* [Exercise objective]: The required result is each line of the entries below containing the string "tracing".

[Stored data]
◆ ◆ ◆ ◆

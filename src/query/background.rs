use std::time::Duration;

use super::{Query, QueryState};
use crate::binding::{BoundParameters, ParameterBinding};
use crate::driver::{SqlReturn, driver_error};
use crate::error::OdbcMiddlewareError;
use crate::native::SQL_ATTR_QUERY_TIMEOUT;

/// Whether the background run can keep going or must wait for a foreground step.
enum Step {
    Continue,
    Yield,
}

impl Query {
    /// Run blocking driver work for the current state. States fall through until the query
    /// ends or the driver waits on streamed data.
    ///
    /// Failures are recorded on the query and force [`QueryState::End`]; nothing is thrown
    /// across the thread boundary. When the run ends the query, the statement handle is freed
    /// and the connection returned to the pool.
    pub fn process_background(&mut self) {
        self.background_runs += 1;
        tracing::trace!(query = self.id, run = self.background_runs, state = %self.state, "background run");
        if let Err(err) = self.run_states() {
            self.fail(err);
        }
        if self.state.is_terminal() {
            self.release_statement();
            if let Some(connection) = self.connection.take() {
                self.pool.return_connection(connection);
            }
        }
    }

    fn run_states(&mut self) -> Result<(), OdbcMiddlewareError> {
        loop {
            let step = match self.state {
                QueryState::ExecuteStatement => self.execute_statement()?,
                QueryState::NeedData => self.exchange_param_data()?,
                QueryState::FetchResult => self.fetch_result()?,
                QueryState::End => return Ok(()),
            };
            if let Step::Yield = step {
                return Ok(());
            }
        }
    }

    fn execute_statement(&mut self) -> Result<Step, OdbcMiddlewareError> {
        let connection = self.connection.as_ref().ok_or_else(|| {
            OdbcMiddlewareError::ConnectionError("query has no leased connection".into())
        })?;
        let handle = connection.handle();
        let statement = self.statement.insert(connection.new_statement());
        if !statement.alloc_handle(handle).succeeded() {
            return Err(driver_error(statement.as_mut()));
        }

        // The return code always takes ordinal 1; declared parameters follow in order.
        let mut ordinal: u16 = 1;
        for binding in self.return_value.iter().chain(self.params.iter()) {
            let descriptor = binding.bind_descriptor(ordinal);
            tracing::trace!(query = self.id, ?descriptor, "binding parameter");
            if !statement.bind_parameter(&descriptor).succeeded() {
                return Err(driver_error(statement.as_mut()));
            }
            ordinal = ordinal.checked_add(1).ok_or_else(|| {
                OdbcMiddlewareError::validation("statement has too many parameters")
            })?;
        }

        if let Some(timeout) = self.timeout {
            let seconds = timeout_seconds(timeout);
            if !statement
                .set_statement_attribute(SQL_ATTR_QUERY_TIMEOUT, seconds)
                .succeeded()
            {
                return Err(driver_error(statement.as_mut()));
            }
        }

        let mut bound = BoundParameters::new(self.return_value.as_mut(), &mut self.params);
        let status = statement.exec_direct(&self.sql, &mut bound);
        match status {
            SqlReturn::NeedData => self.transition(QueryState::NeedData),
            SqlReturn::NoData => {
                self.no_data = true;
                self.transition(QueryState::FetchResult);
            }
            status if status.succeeded() => self.transition(QueryState::FetchResult),
            _ => return Err(driver_error(statement.as_mut())),
        }
        Ok(Step::Continue)
    }

    /// Deliver any payload the caller produced for the active stream, then ask the driver what
    /// it needs next.
    fn exchange_param_data(&mut self) -> Result<Step, OdbcMiddlewareError> {
        let statement = self.statement.as_mut().ok_or_else(|| {
            OdbcMiddlewareError::ExecutionError("statement is not allocated".into())
        })?;

        if let Some(index) = self.active_stream {
            let binding = self.params.get_mut(index).ok_or_else(|| {
                OdbcMiddlewareError::ExecutionError(format!("no parameter at index {index}"))
            })?;
            if let Some(chunk) = binding.take_stream_chunk()? {
                if !statement.put_data(&chunk).succeeded() {
                    return Err(driver_error(statement.as_mut()));
                }
                binding.mark_stream_sent(chunk.len());
            }
            if !binding.stream_finished() {
                return Ok(Step::Yield);
            }
            self.active_stream = None;
        }

        let offset = u16::from(self.return_value.is_some());
        let mut bound = BoundParameters::new(self.return_value.as_mut(), &mut self.params);
        let (status, token) = statement.param_data(&mut bound);
        match status {
            SqlReturn::NeedData => {
                let index = streamed_index(&self.params, token, offset).ok_or_else(|| {
                    OdbcMiddlewareError::ExecutionError(format!(
                        "driver requested data for unknown parameter {token:?}"
                    ))
                })?;
                tracing::trace!(query = self.id, index, "driver waiting on streamed parameter");
                self.active_stream = Some(index);
                Ok(Step::Yield)
            }
            status if status.succeeded() => {
                self.transition(QueryState::FetchResult);
                Ok(Step::Continue)
            }
            _ => Err(driver_error(statement.as_mut())),
        }
    }

    fn fetch_result(&mut self) -> Result<Step, OdbcMiddlewareError> {
        let statement = self.statement.as_mut().ok_or_else(|| {
            OdbcMiddlewareError::ExecutionError("statement is not allocated".into())
        })?;
        let result_set = self.result_set.as_mut().ok_or_else(|| {
            OdbcMiddlewareError::ExecutionError("result set already consumed".into())
        })?;
        result_set.fetch_results(statement.as_mut(), self.no_data)?;
        self.transition(QueryState::End);
        Ok(Step::Continue)
    }
}

/// Driver token (the parameter's ordinal) to an index into the declared parameters.
fn streamed_index(params: &[ParameterBinding], token: Option<u16>, offset: u16) -> Option<usize> {
    let index = usize::from(token?.checked_sub(offset + 1)?);
    params
        .get(index)
        .is_some_and(ParameterBinding::is_streamed)
        .then_some(index)
}

/// The driver attribute is in whole seconds; partial seconds round up so a short timeout
/// never becomes "no timeout".
fn timeout_seconds(timeout: Duration) -> usize {
    let seconds = timeout.as_secs() + u64::from(timeout.subsec_nanos() > 0);
    usize::try_from(seconds).unwrap_or(usize::MAX)
}

#[cfg(test)]
mod tests {
    use super::*;

    #[test]
    fn timeout_rounds_partial_seconds_up() {
        assert_eq!(timeout_seconds(Duration::from_millis(1)), 1);
        assert_eq!(timeout_seconds(Duration::from_millis(2_000)), 2);
        assert_eq!(timeout_seconds(Duration::from_millis(2_001)), 3);
        assert_eq!(timeout_seconds(Duration::ZERO), 0);
    }
}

◆ ◆ ◆ ◆

* [Answer section]:
        tracing::trace!(query = self.id, run = self.background_runs, state = %self.state, "background run");
            tracing::trace!(query = self.id, ?descriptor, "binding parameter");
                tracing::trace!(query = self.id, index, "driver waiting on streamed parameter");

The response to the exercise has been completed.